O incomodo gerado pela presença de um pensamento, o deslocamento exigido pela sentido imposto por uma configuração outra, soa-nos como o paradoxal do encontro com o pensar de um autor, pois se já sabíamos daquele pensar ou se o assimilamos sem algum violência, não houve pensar. A assimilação pela semelhança reduz a diferença ao mesmo de uma identidade. Sua exclusão retira-o do universo da compreensão por abolir o embate. A tensão, via de regra, afirma-se nos afetos disparados por um pensamento, das suas implicações nos âmbitos do ser e estar no mundo. Um pensamento que não arromba, que não violenta, não é capaz de restituir o assombro a partir do qual nasceu. A pertubação, a desorganização gerada pelo  esbarro com exigências outras pode instaurar a potência de mergulhar na experiência que o gerou?... Pensar a partir da História da Filosofia é uma re-sensibilização daquilo que disparou os processos da produção daquele conjunto de signos. O balbucio nas línguas, no gozo do pensador na linguagem, não é capaz de esgotar as exigências sensíveis pelas quais o pensamento brota. Vir cedo demais.  Não ser desse tempo marcam os pensares e os pensadores na Terra! A fuga aos portos seguros da afirmação daquilo que já se sabe, da identidade na dessemelhança, e da manutenção de uma memória são apenas indícios do jogo que pretende perdurar suas afirmações. Desse modo, a História da filosofia,  no conjunto dos seus textos, é um desafio para aqueles que como o mundo jogam a partida até o seu lance último: a abertura... Nada mais humano... Manter-se protegido, abrigado, por uma fresta de luz, e porque não, de sombra...  À luz do mesmo, nada sobrevive, apenas a semelhança pode-se afirmar: Venho cedo demais... Deus morreu!  Somos nós, eu e tu, os seus assassinos... Tornar sensível a experiência de um pensar...
!!!!

Uma velha e forte porta foi abandonada a cães bravios.

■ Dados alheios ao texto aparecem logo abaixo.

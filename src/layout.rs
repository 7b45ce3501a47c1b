use std::fmt;
use std::path::{Path, PathBuf};

/// Labeled image streams written by the capture tool, in composite order (top to bottom).
#[derive(Debug, Clone, Copy, PartialEq, Eq, Hash, PartialOrd, Ord)]
pub enum StreamKind {
    Annotation,
    Camera,
    Depth,
}

impl StreamKind {
    pub const ALL: [StreamKind; 3] = [StreamKind::Annotation, StreamKind::Camera, StreamKind::Depth];

    pub fn name(self) -> &'static str {
        match self {
            StreamKind::Annotation => "annotation",
            StreamKind::Camera => "camera",
            StreamKind::Depth => "depth",
        }
    }

    /// Filename suffix placed between the frame index and the extension.
    pub fn frame_suffix(self) -> &'static str {
        match self {
            StreamKind::Annotation => "_annotation",
            StreamKind::Camera => "",
            StreamKind::Depth => "_depth",
        }
    }
}

impl fmt::Display for StreamKind {
    fn fmt(&self, f: &mut fmt::Formatter<'_>) -> fmt::Result {
        f.write_str(self.name())
    }
}

pub const FRAME_INDEX_DIGITS: usize = 6;
pub const FRAME_EXT: &str = "png";
pub const CLIP_EXT: &str = "mp4";

/// Where one map's frames live and where its videos go.
#[derive(Debug, Clone)]
pub struct MapLayout {
    pub dataset_root: PathBuf,
    pub map: String,
    pub output_dir: PathBuf,
}

impl MapLayout {
    pub fn new(dataset_root: &Path, map: &str, output_dir: &Path) -> Self {
        Self {
            dataset_root: dataset_root.to_path_buf(),
            map: map.to_string(),
            output_dir: output_dir.to_path_buf(),
        }
    }

    pub fn map_dir(&self) -> PathBuf {
        self.dataset_root.join("images").join(&self.map)
    }

    pub fn frame_dir(&self, kind: StreamKind) -> PathBuf {
        self.map_dir().join(kind.name())
    }

    pub fn parameters_path(&self) -> PathBuf {
        self.dataset_root.join("parameters.json")
    }

    /// ffmpeg image2 pattern, e.g. `<dir>/west_coast_%06d_depth.png`.
    /// A literal `%` in the map name is doubled so image2 reads it as text.
    pub fn frame_pattern(&self, kind: StreamKind) -> PathBuf {
        self.frame_dir(kind).join(format!(
            "{}_%0{}d{}.{}",
            self.map.replace('%', "%%"),
            FRAME_INDEX_DIGITS,
            kind.frame_suffix(),
            FRAME_EXT
        ))
    }

    /// Inverse of `parse_frame_index`; builds fixture frames in tests.
    #[cfg(test)]
    pub fn frame_file_name(&self, kind: StreamKind, index: u64) -> String {
        format!(
            "{}_{:0width$}{}.{}",
            self.map,
            index,
            kind.frame_suffix(),
            FRAME_EXT,
            width = FRAME_INDEX_DIGITS
        )
    }

    /// Parses a frame filename of this map and kind back into its index.
    pub fn parse_frame_index(&self, kind: StreamKind, file_name: &str) -> Option<u64> {
        let rest = file_name.strip_prefix(&self.map)?.strip_prefix('_')?;
        let rest = rest
            .strip_suffix(FRAME_EXT)?
            .strip_suffix('.')?
            .strip_suffix(kind.frame_suffix())?;
        if rest.len() < FRAME_INDEX_DIGITS || !rest.bytes().all(|b| b.is_ascii_digit()) {
            return None;
        }
        rest.parse().ok()
    }

    pub fn clip_path(&self, kind: StreamKind) -> PathBuf {
        self.output_dir
            .join(format!("{}_{}.{}", self.map, kind.name(), CLIP_EXT))
    }

    pub fn composite_path(&self) -> PathBuf {
        self.output_dir.join(format!("{}.{}", self.map, CLIP_EXT))
    }
}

No início, desconheciam a profundidade da possibilidade.                         Poderiam comer uns aos outros, poderiam deixar de ser.                                                            Mesmo o lugar da porta velha deixaria de ser e um grande nada viria a perdurar sobre todos os seguintes anos...                                                                            Na altura do uivo, um cão surdo, aos prazeres da lua, desferiu o seu golpe: temos ainda o que somos...                                                                Celebraram festivamente aquela noite... Como crianças queimaram portas pelo caminho -                                                                                                                 Se temos chaves, de que valem portas?